The first thing I should mention is that the planets themselves, extra solar planets, planets around other stars, were not known until about 15 years ago. But before that we actually had a pretty good idea how planets formed. I would say it was actually about the time I was a graduate student that real progress began to be made on this topic. In fact, when I first came to Berkeley I decided to work on a new topic and there was a professor here who studied very young stars and of course, very young stars should be surrounded by very young planets if they do in fact make planets. So that seemed like a really interesting topic to me. At that time we didn’t know much about these young stars except they appeared to be very young. It was thus over the period between about 1980 and the present that we’ve really learned almost all that we know about planet formation.

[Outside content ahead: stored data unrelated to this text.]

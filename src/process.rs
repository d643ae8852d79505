use std::time::Duration;
use tokio::io::{AsyncBufReadExt, BufReader};
use tokio::process::{Child, ChildStderr, ChildStdout, Command};
use tokio::time::timeout;
use tracing::{debug, warn};

/// A line in a child runtime's diagnostic stream matching this pattern
/// carries the inspector's WebSocket endpoint, e.g.
/// `Debugger listening on ws://127.0.0.1:9229/3c1ff97d-...`.
const INSPECTOR_ENDPOINT_PREFIX: &str = "Debugger listening on ";

/// Why the Process Spawner gave up. Mapped to `Error::SessionStartFailed`
/// at the Session Manager boundary (§4.1 is an internal-only failure
/// shape, not part of the outward error taxonomy in §7).
#[derive(Debug)]
pub enum SpawnError {
    /// The child exited before printing an inspector endpoint line.
    ChildExited { code: Option<i32> },
    /// No endpoint line appeared within the configured bound.
    Timeout,
    Io(std::io::Error),
}

impl std::fmt::Display for SpawnError {
    fn fmt(&self, f: &mut std::fmt::Formatter<'_>) -> std::fmt::Result {
        match self {
            SpawnError::ChildExited { code } => {
                write!(f, "child exited before inspector was ready (code {code:?})")
            }
            SpawnError::Timeout => write!(f, "timed out waiting for inspector endpoint"),
            SpawnError::Io(e) => write!(f, "io error spawning child: {e}"),
        }
    }
}

impl From<std::io::Error> for SpawnError {
    fn from(e: std::io::Error) -> Self {
        SpawnError::Io(e)
    }
}

/// A child runtime with its inspector endpoint resolved, plus the stdout/
/// stderr handles the caller takes over for output capture.
pub struct SpawnedProcess {
    pub child: Child,
    pub inspector_url: String,
    pub stdout: Option<ChildStdout>,
    pub stderr_tail: Vec<String>,
}

/// Launches a runtime with its inspector enabled and extracts its
/// WebSocket endpoint from its diagnostic stream (§4.1).
pub struct ProcessSpawner {
    pub endpoint_timeout: Duration,
}

impl ProcessSpawner {
    pub fn new(endpoint_timeout: Duration) -> Self {
        Self { endpoint_timeout }
    }

    /// Spawn `command args...` in `cwd`, breaking before the first user
    /// statement with the inspector listening on an ephemeral loopback
    /// port. Never leaves a half-started child behind: any error path
    /// kills the child first.
    pub async fn spawn(
        &self,
        command: &str,
        args: &[String],
        cwd: Option<&str>,
    ) -> Result<SpawnedProcess, SpawnError> {
        let mut cmd = Command::new(command);
        cmd.arg("--inspect-brk=0")
            .arg("--enable-source-maps")
            .args(args)
            .stdout(std::process::Stdio::piped())
            .stderr(std::process::Stdio::piped());
        if let Some(cwd) = cwd {
            cmd.current_dir(cwd);
        }

        let mut child = cmd.spawn()?;
        let stderr = child
            .stderr
            .take()
            .expect("stderr was configured as piped");
        let stdout = child.stdout.take();

        match timeout(self.endpoint_timeout, Self::read_endpoint(&mut child, stderr)).await {
            Ok(Ok((url, tail))) => Ok(SpawnedProcess {
                child,
                inspector_url: url,
                stdout,
                stderr_tail: tail,
            }),
            Ok(Err(e)) => {
                Self::kill(&mut child).await;
                Err(e)
            }
            Err(_) => {
                Self::kill(&mut child).await;
                Err(SpawnError::Timeout)
            }
        }
    }

    async fn read_endpoint(child: &mut Child, stderr: ChildStderr) -> Result<(String, Vec<String>), SpawnError> {
        let mut lines = BufReader::new(stderr).lines();
        let mut tail = Vec::new();

        while let Some(line) = lines.next_line().await? {
            debug!("child diagnostic: {}", line);
            if let Some(url) = line.strip_prefix(INSPECTOR_ENDPOINT_PREFIX) {
                return Ok((url.trim().to_string(), tail));
            }
            tail.push(line);
            if tail.len() > 50 {
                tail.remove(0);
            }
        }

        let code = child.wait().await.ok().and_then(|status| status.code());
        Err(SpawnError::ChildExited { code })
    }

    async fn kill(child: &mut Child) {
        if let Err(e) = child.kill().await {
            warn!("failed to kill child after spawn error: {}", e);
        }
        let _ = child.wait().await;
    }
}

1995 was a very watershed year for both brown dwarves and planets. But then people began to argue about when is it a planet and when is it a brown dwarf. It was by coincidence around the same time that arguments about the other end of planets, that is to say, how small can you make a planet before it’s not a planet anymore was also really coming to a boil in the astronomical community. In addition to these discoveries of extrasolar planets and brown dwarves, people had begun to discover objects in the outer part of our solar system that were near the size and mass of Pluto. The question then became first of all, when do you cut this off? When do you stop calling it a planet and then the other problem was Pluto now appeared to be orbiting in a big belt of smaller objects and this had come up before. The last time this had happened, the known object which was the largest asteroid Ceres had been demoted from being a planet. When that was first discovered, it was thought to be the next planet. It was the next planet between Mars and Jupiter. But once it was discovered to be in a belt of lots of objects orbiting with it, people said “aw, that’s not really a planet” and so they demoted it and we now call it an asteroid. So astronomers who understood all of this, some of them began to agitate for demotion of Pluto. To name it for the belt that it was in. The so-called Kuiper Belt. So I’m sure even the public became aware of this controversy through Pluto. But as I said, there were arguments on both ends of this so the question is, is Pluto a planet. How small can something be and still be a planet? Then there were arguments at the upper end which was how massive can I make a planet before it becomes a brown dwarf. This has been a very interesting debate in the astronomical community. It was voted on but I would say not quite resolved by the International Astronomical Union last year. Some astronomers haven’t accepted that decision and in any case the definition that the IAU offered wasn’t intended to be a general definition of planet. It was intended to be a definition of how we should call things in our solar system. So some astronomers and I’m included among them still feel that the general question of what is a planet and how we should define that word is still open to discussion.

The International Astronomical Union took this issue on in 2006 and made a vote to demote Pluto from planet to dwarf planet. But it did not actually try to define what is a planet. So the vote that was taken only really applies to our solar system and the question of how the word planet should really be defined is really still open.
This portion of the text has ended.